▶ [Data for analysis]
/// Authority-relevant slice of a guild's configuration
#[derive(Debug, Clone, Default)]
pub struct AuthorityConfig {
    /// Set when this guild is the home guild
    pub ladder: Option<RankLadder>,
    /// Whether moderators may be punished at all in this guild
    pub allow_punishing_moderators: bool,
    /// Configured jail role, required for jail actions
    pub jail_role: Option<RoleId>,
}

impl AuthorityConfig {
    /// Whether a member independently qualifies as "guild moderator or above"
    #[must_use]
    pub fn is_moderator(&self, profile: &MemberProfile) -> bool {
        match &self.ladder {
            Some(ladder) => ladder.rank_of(profile.user_id, &profile.roles) > Rank::None,
            None => {
                profile.permissions.administrator()
                    || profile.permissions.ban_members()
                    || profile.permissions.kick_members()
                    || profile.permissions.moderate_members()
            }
        }
    }
}

/// The bot capability a punishment kind depends on
fn required_bot_permission(kind: PunishmentKind) -> (Permissions, &'static str) {
    match kind {
        PunishmentKind::Ban => (Permissions::BAN_MEMBERS, "Ban Members"),
        PunishmentKind::Kick => (Permissions::KICK_MEMBERS, "Kick Members"),
        PunishmentKind::Jail => (Permissions::MANAGE_ROLES, "Manage Roles"),
        PunishmentKind::Timeout => (Permissions::MODERATE_MEMBERS, "Moderate Members"),
        // Warnings only write a case record
        PunishmentKind::Warning => (Permissions::empty(), ""),
    }
}
use crate::{COMMAND_TARGET, CONSOLE_TARGET, Data, ERROR_TARGET, Error};
use poise::{Context, FrameworkError};
use std::path::Path;
use std::time::Instant;
use tracing::{error, info};
use tracing_appender::rolling::{RollingFileAppender, Rotation};
use tracing_subscriber::{
    EnvFilter,
    fmt::{self, format::FmtSpan},
    layer::SubscriberExt,
    util::SubscriberInitExt,
};

/// Log directory name
pub const LOG_DIR: &str = "logs";
/// Command log file name
pub const COMMAND_LOG_FILE: &str = "commands";
/// Moderation audit log file name
pub const MODERATION_LOG_FILE: &str = "moderation";

/// Initialize the logging system with console and file outputs
pub fn init() -> Result<(), Error> {
    // Create log directory if it doesn't exist
    if !Path::new(LOG_DIR).exists() {
        std::fs::create_dir_all(LOG_DIR)?;
    }

    // Set up file appenders with daily rotation
    let command_file = RollingFileAppender::new(Rotation::DAILY, LOG_DIR, COMMAND_LOG_FILE);
    let moderation_file = RollingFileAppender::new(Rotation::DAILY, LOG_DIR, MODERATION_LOG_FILE);

    // Create a layer for console output (human-readable format)
    let console_layer = fmt::layer()
        .with_span_events(FmtSpan::CLOSE)
        .with_target(true)
        .with_ansi(true);

    // Create a layer for command logs (JSON format)
    let command_layer = fmt::layer()
        .with_span_events(FmtSpan::CLOSE)
        .with_target(true)
        .with_ansi(false)
        .json()
        .with_writer(command_file);

    // Create a layer for the moderation audit trail (JSON format)
    let moderation_layer = fmt::layer()
        .with_span_events(FmtSpan::CLOSE)
        .with_target(true)
        .with_ansi(false)
        .json()
        .with_writer(moderation_file);

    // Set up the subscriber with all layers
    // Use env filter to allow runtime configuration of log levels
    // Default to INFO level if not specified, but filter out serenity heartbeat logs
    let env_filter = EnvFilter::try_from_default_env().unwrap_or_else(|_| {
        EnvFilter::new("info")
            // Filter out serenity logs
            .add_directive("serenity=error".parse().unwrap())
    });

    tracing_subscriber::registry()
        .with(env_filter)
        .with(console_layer)
        .with(command_layer)
        .with(moderation_layer)
        .init();

    info!("Logging system initialized");
    Ok(())
}

// Store command start time in the context data
thread_local! {
    static COMMAND_START_TIME: std::cell::RefCell<Option<Instant>> = const { std::cell::RefCell::new(None) };
}

/// Log the start of a command execution (pre-command hook)
pub fn log_command_start(ctx: Context<'_, Data, Error>) {
    // Store the start time for later use in post_command
    COMMAND_START_TIME.with(|cell| {
        *cell.borrow_mut() = Some(Instant::now());
    });

    let command_name = ctx.command().qualified_name.clone();
    let guild_id = ctx
        .guild_id()
        .map_or_else(|| "DM".to_string(), |id| id.get().to_string());
    let user_id = ctx.author().id.get().to_string();

    let args = if ctx.command().parameters.is_empty() {
        String::new()
    } else {
        format!("{:?}", ctx.invocation_string())
    };

    info!(
        target: COMMAND_TARGET,
        command = %command_name,
        guild_id = %guild_id,
        user_id = %user_id,
        arguments = %args,
        event = "start",
        "Command execution started"
    );
}

/// Log the end of a command execution (post-command hook)
pub fn log_command_end(ctx: Context<'_, Data, Error>) {
    // Calculate execution time
    let duration =
        COMMAND_START_TIME.with(|cell| cell.borrow_mut().take().map(|start| start.elapsed()));

    let command_name = ctx.command().qualified_name.clone();
    let guild_id = ctx
        .guild_id()
        .map_or_else(|| "DM".to_string(), |id| id.get().to_string());
    let user_id = ctx.author().id.get().to_string();

    let duration_ms = u64::try_from(duration.map_or(0, |d| d.as_millis())).unwrap_or_default();
    info!(
        target: COMMAND_TARGET,
        command = %command_name,
        guild_id = %guild_id,
        user_id = %user_id,
        duration_ms = duration_ms,
        event = "end",
        "Command execution completed"
    );
}

/// Log errors that occur during command execution
pub fn log_command_error(error: &FrameworkError<'_, Data, Error>) {
    match error {
        FrameworkError::Command { error, ctx, .. } => {
            let command_name = ctx.command().qualified_name.clone();
            let guild_id = ctx
                .guild_id()
                .as_ref()
                .map_or_else(|| "DM".to_string(), ToString::to_string);
            let user_id = ctx.author().id.get().to_string();

            error!(
                target: ERROR_TARGET,
                command = %command_name,
                guild_id = %guild_id,
                user_id = %user_id,
                error = %error,
                "Command error"
            );
        }
        FrameworkError::CommandCheckFailed { error, ctx, .. } => {
            let command_name = ctx.command().qualified_name.clone();
            let guild_id = ctx
                .guild_id()
                .as_ref()
                .map_or_else(|| "DM".to_string(), ToString::to_string);
            let user_id = ctx.author().id.get().to_string();

            let error_msg = error
                .as_ref()
                .map_or_else(|| "Check failed".to_string(), ToString::to_string);

            error!(
                target: ERROR_TARGET,
                command = %command_name,
                guild_id = %guild_id,
                user_id = %user_id,
                error = %error_msg,
                "Command check failed"
            );
        }
        err => {
            error!(
                target: ERROR_TARGET,
                error_type = %std::any::type_name::<FrameworkError<'_, Data, Error>>(),
                error = ?err,
                "Other framework error"
            );
        }
    }
}

pub fn log_console(message: String) {
    info!(
        target: CONSOLE_TARGET,
        message = %message,
        event = "console",
    );
}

▶ [Task brief] Give back each entry above precisely as it was written.

▶ [Exercise output]
/// Authority-relevant slice of a guild's configuration
#[derive(Debug, Clone, Default)]
pub struct AuthorityConfig {
    /// Set when this guild is the home guild
    pub ladder: Option<RankLadder>,
    /// Whether moderators may be punished at all in this guild
    pub allow_punishing_moderators: bool,
    /// Configured jail role, required for jail actions
    pub jail_role: Option<RoleId>,
}

impl AuthorityConfig {
    /// Whether a member independently qualifies as "guild moderator or above"
    #[must_use]
    pub fn is_moderator(&self, profile: &MemberProfile) -> bool {
        match &self.ladder {
            Some(ladder) => ladder.rank_of(profile.user_id, &profile.roles) > Rank::None,
            None => {
                profile.permissions.administrator()
                    || profile.permissions.ban_members()
                    || profile.permissions.kick_members()
                    || profile.permissions.moderate_members()
            }
        }
    }
}

/// The bot capability a punishment kind depends on
fn required_bot_permission(kind: PunishmentKind) -> (Permissions, &'static str) {
    match kind {
        PunishmentKind::Ban => (Permissions::BAN_MEMBERS, "Ban Members"),
        PunishmentKind::Kick => (Permissions::KICK_MEMBERS, "Kick Members"),
        PunishmentKind::Jail => (Permissions::MANAGE_ROLES, "Manage Roles"),
        PunishmentKind::Timeout => (Permissions::MODERATE_MEMBERS, "Moderate Members"),
        // Warnings only write a case record
        PunishmentKind::Warning => (Permissions::empty(), ""),
    }
}
use crate::{COMMAND_TARGET, CONSOLE_TARGET, Data, ERROR_TARGET, Error};
use poise::{Context, FrameworkError};
use std::path::Path;
use std::time::Instant;
use tracing::{error, info};
use tracing_appender::rolling::{RollingFileAppender, Rotation};
use tracing_subscriber::{
    EnvFilter,
    fmt::{self, format::FmtSpan},
    layer::SubscriberExt,
    util::SubscriberInitExt,
};

/// Log directory name
pub const LOG_DIR: &str = "logs";
/// Command log file name
pub const COMMAND_LOG_FILE: &str = "commands";
/// Moderation audit log file name
pub const MODERATION_LOG_FILE: &str = "moderation";

/// Initialize the logging system with console and file outputs
pub fn init() -> Result<(), Error> {
    // Create log directory if it doesn't exist
    if !Path::new(LOG_DIR).exists() {
        std::fs::create_dir_all(LOG_DIR)?;
    }

    // Set up file appenders with daily rotation
    let command_file = RollingFileAppender::new(Rotation::DAILY, LOG_DIR, COMMAND_LOG_FILE);
    let moderation_file = RollingFileAppender::new(Rotation::DAILY, LOG_DIR, MODERATION_LOG_FILE);

    // Create a layer for console output (human-readable format)
    let console_layer = fmt::layer()
        .with_span_events(FmtSpan::CLOSE)
        .with_target(true)
        .with_ansi(true);

    // Create a layer for command logs (JSON format)
    let command_layer = fmt::layer()
        .with_span_events(FmtSpan::CLOSE)
        .with_target(true)
        .with_ansi(false)
        .json()
        .with_writer(command_file);

    // Create a layer for the moderation audit trail (JSON format)
    let moderation_layer = fmt::layer()
        .with_span_events(FmtSpan::CLOSE)
        .with_target(true)
        .with_ansi(false)
        .json()
        .with_writer(moderation_file);

    // Set up the subscriber with all layers
    // Use env filter to allow runtime configuration of log levels
    // Default to INFO level if not specified, but filter out serenity heartbeat logs
    let env_filter = EnvFilter::try_from_default_env().unwrap_or_else(|_| {
        EnvFilter::new("info")
            // Filter out serenity logs
            .add_directive("serenity=error".parse().unwrap())
    });

    tracing_subscriber::registry()
        .with(env_filter)
        .with(console_layer)
        .with(command_layer)
        .with(moderation_layer)
        .init();

    info!("Logging system initialized");
    Ok(())
}

// Store command start time in the context data
thread_local! {
    static COMMAND_START_TIME: std::cell::RefCell<Option<Instant>> = const { std::cell::RefCell::new(None) };
}

/// Log the start of a command execution (pre-command hook)
pub fn log_command_start(ctx: Context<'_, Data, Error>) {
    // Store the start time for later use in post_command
    COMMAND_START_TIME.with(|cell| {
        *cell.borrow_mut() = Some(Instant::now());
    });

    let command_name = ctx.command().qualified_name.clone();
    let guild_id = ctx
        .guild_id()
        .map_or_else(|| "DM".to_string(), |id| id.get().to_string());
    let user_id = ctx.author().id.get().to_string();

    let args = if ctx.command().parameters.is_empty() {
        String::new()
    } else {
        format!("{:?}", ctx.invocation_string())
    };

    info!(
        target: COMMAND_TARGET,
        command = %command_name,
        guild_id = %guild_id,
        user_id = %user_id,
        arguments = %args,
        event = "start",
        "Command execution started"
    );
}

/// Log the end of a command execution (post-command hook)
pub fn log_command_end(ctx: Context<'_, Data, Error>) {
    // Calculate execution time
    let duration =
        COMMAND_START_TIME.with(|cell| cell.borrow_mut().take().map(|start| start.elapsed()));

    let command_name = ctx.command().qualified_name.clone();
    let guild_id = ctx
        .guild_id()
        .map_or_else(|| "DM".to_string(), |id| id.get().to_string());
    let user_id = ctx.author().id.get().to_string();

    let duration_ms = u64::try_from(duration.map_or(0, |d| d.as_millis())).unwrap_or_default();
    info!(
        target: COMMAND_TARGET,
        command = %command_name,
        guild_id = %guild_id,
        user_id = %user_id,
        duration_ms = duration_ms,
        event = "end",
        "Command execution completed"
    );
}

/// Log errors that occur during command execution
pub fn log_command_error(error: &FrameworkError<'_, Data, Error>) {
    match error {
        FrameworkError::Command { error, ctx, .. } => {
            let command_name = ctx.command().qualified_name.clone();
            let guild_id = ctx
                .guild_id()
                .as_ref()
                .map_or_else(|| "DM".to_string(), ToString::to_string);
            let user_id = ctx.author().id.get().to_string();

            error!(
                target: ERROR_TARGET,
                command = %command_name,
                guild_id = %guild_id,
                user_id = %user_id,
                error = %error,
                "Command error"
            );
        }
        FrameworkError::CommandCheckFailed { error, ctx, .. } => {
            let command_name = ctx.command().qualified_name.clone();
            let guild_id = ctx
                .guild_id()
                .as_ref()
                .map_or_else(|| "DM".to_string(), ToString::to_string);
            let user_id = ctx.author().id.get().to_string();

            let error_msg = error
                .as_ref()
                .map_or_else(|| "Check failed".to_string(), ToString::to_string);

            error!(
                target: ERROR_TARGET,
                command = %command_name,
                guild_id = %guild_id,
                user_id = %user_id,
                error = %error_msg,
                "Command check failed"
            );
        }
        err => {
            error!(
                target: ERROR_TARGET,
                error_type = %std::any::type_name::<FrameworkError<'_, Data, Error>>(),
                error = ?err,
                "Other framework error"
            );
        }
    }
}

pub fn log_console(message: String) {
    info!(
        target: CONSOLE_TARGET,
        message = %message,
        event = "console",
    );
}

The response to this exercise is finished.